ABOUT THIS TASK: Reproduce every record exactly as given.

*** Opening of LISTED RECORDS ***

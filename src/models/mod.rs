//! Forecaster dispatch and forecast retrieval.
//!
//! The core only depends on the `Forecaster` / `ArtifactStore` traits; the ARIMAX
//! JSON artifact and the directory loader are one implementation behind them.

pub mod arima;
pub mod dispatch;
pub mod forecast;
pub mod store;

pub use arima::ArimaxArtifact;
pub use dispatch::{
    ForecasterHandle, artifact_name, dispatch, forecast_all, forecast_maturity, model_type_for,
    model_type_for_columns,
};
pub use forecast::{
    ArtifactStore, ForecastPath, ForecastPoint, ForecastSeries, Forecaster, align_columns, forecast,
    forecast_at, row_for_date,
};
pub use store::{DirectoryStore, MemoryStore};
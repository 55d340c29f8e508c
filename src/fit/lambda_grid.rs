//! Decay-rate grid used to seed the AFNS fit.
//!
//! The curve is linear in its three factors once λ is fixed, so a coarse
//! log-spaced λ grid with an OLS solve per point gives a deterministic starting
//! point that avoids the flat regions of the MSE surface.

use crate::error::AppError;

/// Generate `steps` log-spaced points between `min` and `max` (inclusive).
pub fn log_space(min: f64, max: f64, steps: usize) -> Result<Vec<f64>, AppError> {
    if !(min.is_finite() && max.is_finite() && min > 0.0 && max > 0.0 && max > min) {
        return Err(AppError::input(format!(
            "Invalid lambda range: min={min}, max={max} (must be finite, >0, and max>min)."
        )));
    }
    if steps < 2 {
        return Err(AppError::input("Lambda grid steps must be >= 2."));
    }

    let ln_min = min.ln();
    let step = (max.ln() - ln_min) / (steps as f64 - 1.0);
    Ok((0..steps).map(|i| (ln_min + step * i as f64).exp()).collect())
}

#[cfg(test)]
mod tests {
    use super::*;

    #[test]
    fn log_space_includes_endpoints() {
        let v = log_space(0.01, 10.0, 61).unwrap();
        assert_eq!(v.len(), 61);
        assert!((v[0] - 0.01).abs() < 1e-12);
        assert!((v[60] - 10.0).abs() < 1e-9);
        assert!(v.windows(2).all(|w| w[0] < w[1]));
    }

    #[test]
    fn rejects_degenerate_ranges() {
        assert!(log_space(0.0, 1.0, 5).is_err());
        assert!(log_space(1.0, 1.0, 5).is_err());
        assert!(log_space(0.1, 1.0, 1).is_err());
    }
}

*** Close of LISTED RECORDS ***

RESPONSE FOR THIS EXERCISE:
filename src/models/mod.rs
//! Forecaster dispatch and forecast retrieval.
//!
//! The core only depends on the `Forecaster` / `ArtifactStore` traits; the ARIMAX
//! JSON artifact and the directory loader are one implementation behind them.

pub mod arima;
pub mod dispatch;
pub mod forecast;
pub mod store;

pub use arima::ArimaxArtifact;
pub use dispatch::{
    ForecasterHandle, artifact_name, dispatch, forecast_all, forecast_maturity, model_type_for,
    model_type_for_columns,
};
pub use forecast::{
    ArtifactStore, ForecastPath, ForecastPoint, ForecastSeries, Forecaster, align_columns, forecast,
    forecast_at, row_for_date,
};
pub use store::{DirectoryStore, MemoryStore};
repository 55d340c29f8e508c
filename src/fit/lambda_grid.rs
//! Decay-rate grid used to seed the AFNS fit.
//!
//! The curve is linear in its three factors once λ is fixed, so a coarse
//! log-spaced λ grid with an OLS solve per point gives a deterministic starting
//! point that avoids the flat regions of the MSE surface.

use crate::error::AppError;

/// Generate `steps` log-spaced points between `min` and `max` (inclusive).
pub fn log_space(min: f64, max: f64, steps: usize) -> Result<Vec<f64>, AppError> {
    if !(min.is_finite() && max.is_finite() && min > 0.0 && max > 0.0 && max > min) {
        return Err(AppError::input(format!(
            "Invalid lambda range: min={min}, max={max} (must be finite, >0, and max>min)."
        )));
    }
    if steps < 2 {
        return Err(AppError::input("Lambda grid steps must be >= 2."));
    }

    let ln_min = min.ln();
    let step = (max.ln() - ln_min) / (steps as f64 - 1.0);
    Ok((0..steps).map(|i| (ln_min + step * i as f64).exp()).collect())
}

#[cfg(test)]
mod tests {
    use super::*;

    #[test]
    fn log_space_includes_endpoints() {
        let v = log_space(0.01, 10.0, 61).unwrap();
        assert_eq!(v.len(), 61);
        assert!((v[0] - 0.01).abs() < 1e-12);
        assert!((v[60] - 10.0).abs() < 1e-9);
        assert!(v.windows(2).all(|w| w[0] < w[1]));
    }

    #[test]
    fn rejects_degenerate_ranges() {
        assert!(log_space(0.0, 1.0, 5).is_err());
        assert!(log_space(1.0, 1.0, 5).is_err());
        assert!(log_space(0.1, 1.0, 1).is_err());
    }
}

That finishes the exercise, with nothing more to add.